Überflutete Straßen und Keller: So sah der Freitagabend für viele Feuerwehrkräfte in der Region aus. Der Starkregen hatte es in sich und so wurden die Freiwilligen immer wieder alarmiert. Ein Schwerpunkt lag im Bereich der Kernstadt Walsrode, wo insgesamt zehn Einsatzstellen abgearbeitet wurden. Bereits während der Erkundung stieß die Feuerwehr auf die überflutete Verdenerstraße im Bereich der Fuldebrücke. Fahrzeuge konnten nur in Schrittgeschwindigkeit hindurchfahren. Dieses Wasser lief langsam von allein ab, sodass die Feuerwehr nicht tätig werden musste. Anders war es in einem Haus an der Verdenerstraße sowie an der Rabestraße, dort musste rund 15 bis 20 Zentimeter hohes Wasser aus den Kellern gepumpt werden.

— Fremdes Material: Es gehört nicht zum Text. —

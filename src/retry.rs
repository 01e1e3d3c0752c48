//! Exponential backoff for host operations that fail transiently
//!
//! Only errors the caller classifies as retryable are retried; anything else
//! is returned on the first attempt.

use std::time::Duration;

use rand::Rng;
use tracing::{error, warn};

/// Backoff settings for a retried operation
#[derive(Clone, Debug, PartialEq)]
pub struct RetryConfig {
    /// Total attempts, including the first one (0 = unbounded)
    pub max_attempts: u32,
    /// Delay after the first failure
    pub initial_delay: Duration,
    /// Upper bound for a single delay
    pub max_delay: Duration,
    /// Growth factor applied after each failure
    pub backoff_multiplier: f64,
}

impl Default for RetryConfig {
    fn default() -> Self {
        Self {
            max_attempts: 3,
            initial_delay: Duration::from_millis(500),
            max_delay: Duration::from_secs(10),
            backoff_multiplier: 2.0,
        }
    }
}

impl RetryConfig {
    /// Default backoff with a different attempt budget
    pub fn with_max_attempts(attempts: u32) -> Self {
        Self {
            max_attempts: attempts,
            ..Default::default()
        }
    }

    /// A single attempt, never retried
    pub fn no_retry() -> Self {
        Self::with_max_attempts(1)
    }

    fn next_delay(&self, delay: Duration) -> Duration {
        Duration::from_secs_f64(
            (delay.as_secs_f64() * self.backoff_multiplier).min(self.max_delay.as_secs_f64()),
        )
    }
}

/// Run `operation` until it succeeds, fails permanently, or the attempt
/// budget runs out
///
/// `is_retryable` decides per error whether another attempt is worth making.
/// The delay between attempts grows by `backoff_multiplier` and is jittered
/// between 0.5x and 1.5x.
pub async fn retry_with_backoff<F, Fut, T, E, P>(
    config: &RetryConfig,
    operation_name: &str,
    is_retryable: P,
    mut operation: F,
) -> Result<T, E>
where
    F: FnMut() -> Fut,
    Fut: std::future::Future<Output = Result<T, E>>,
    E: std::fmt::Display,
    P: Fn(&E) -> bool,
{
    let mut attempt = 0u32;
    let mut delay = config.initial_delay;

    loop {
        attempt += 1;

        let e = match operation().await {
            Ok(value) => return Ok(value),
            Err(e) => e,
        };

        if !is_retryable(&e) {
            return Err(e);
        }
        if config.max_attempts > 0 && attempt >= config.max_attempts {
            error!(
                operation = %operation_name,
                attempt,
                error = %e,
                "Giving up after max attempts"
            );
            return Err(e);
        }

        let jitter = rand::thread_rng().gen_range(0.5..1.5);
        let wait = Duration::from_secs_f64(delay.as_secs_f64() * jitter);
        warn!(
            operation = %operation_name,
            attempt,
            error = %e,
            delay_ms = wait.as_millis(),
            "Transient failure, retrying"
        );
        tokio::time::sleep(wait).await;
        delay = config.next_delay(delay);
    }
}
//! Host agents: the capability that actually runs services on machines
//!
//! The orchestrator only speaks [`HostAgent`]. How a container gets started
//! (SSH plus a container runtime, a local socket, nothing at all) is the
//! agent's business.

mod dry_run;
mod retrying;

use std::sync::Arc;

use async_trait::async_trait;
#[cfg(test)]
use mockall::automock;
use thiserror::Error;

pub use dry_run::{DryRunAgent, DryRunOperation};
pub use retrying::RetryingAgent;

use crate::cluster::Host;
use crate::services::{ContainerSpec, ServiceName};

/// Failure reported by a host agent
#[derive(Clone, Debug, Error, PartialEq, Eq)]
#[error("{message}")]
pub struct AgentError {
    message: String,
    retryable: bool,
}

impl AgentError {
    /// Transient failure (connection dropped, runtime busy)
    pub fn new(message: impl Into<String>) -> Self {
        Self {
            message: message.into(),
            retryable: true,
        }
    }

    /// Failure that won't go away by trying again
    pub fn permanent(message: impl Into<String>) -> Self {
        Self {
            message: message.into(),
            retryable: false,
        }
    }

    /// Error text
    pub fn message(&self) -> &str {
        &self.message
    }

    /// Returns true if retrying the same call may succeed
    pub fn is_retryable(&self) -> bool {
        self.retryable
    }
}

/// Runs and removes service containers on hosts
///
/// Both operations are idempotent: running a service that already matches
/// `spec` and removing a service that isn't there both succeed.
#[cfg_attr(test, automock)]
#[async_trait]
pub trait HostAgent: Send + Sync {
    /// Converge `service` on `host` to the container described by `spec`
    ///
    /// `primary` is set for hosts converged as part of the control plane.
    async fn run_service(
        &self,
        host: &Host,
        service: ServiceName,
        spec: &ContainerSpec,
        primary: bool,
    ) -> Result<(), AgentError>;

    /// Stop and delete `service` on `host`
    async fn remove_service(&self, host: &Host, service: ServiceName) -> Result<(), AgentError>;
}

#[async_trait]
impl<T: HostAgent + ?Sized> HostAgent for Arc<T> {
    async fn run_service(
        &self,
        host: &Host,
        service: ServiceName,
        spec: &ContainerSpec,
        primary: bool,
    ) -> Result<(), AgentError> {
        (**self).run_service(host, service, spec, primary).await
    }

    async fn remove_service(&self, host: &Host, service: ServiceName) -> Result<(), AgentError> {
        (**self).remove_service(host, service).await
    }
}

Ebenfalls aktiv war die Feuerwehr im Bereich der Brückstraße/Quintusstraße, dort war durch den Starkregen Abwasser aus einem Kontrollschacht gedrückt worden. Dadurch waren die Gullis verstopft, und das Wasser lief nicht mehr ab, sondern überflutete die Fahrbahn in Richtung Innenstadt. Die Feuerwehr sicherte den Bereich ab, setzte eine Tauchpumpe ein und öffnete mithilfe eines Mitarbeiters vom Kommunalservice die Kanaldeckel, um die Gefahrenquelle zu beseitigen.

An der Hermann-Löns-Straße in Walsrode war ein Stromkasten durch einen herabstürzenden Ast beschädigt worden, die Feuerwehr sicherte den Bereich ab, bis die Stadtwerke vor Ort waren.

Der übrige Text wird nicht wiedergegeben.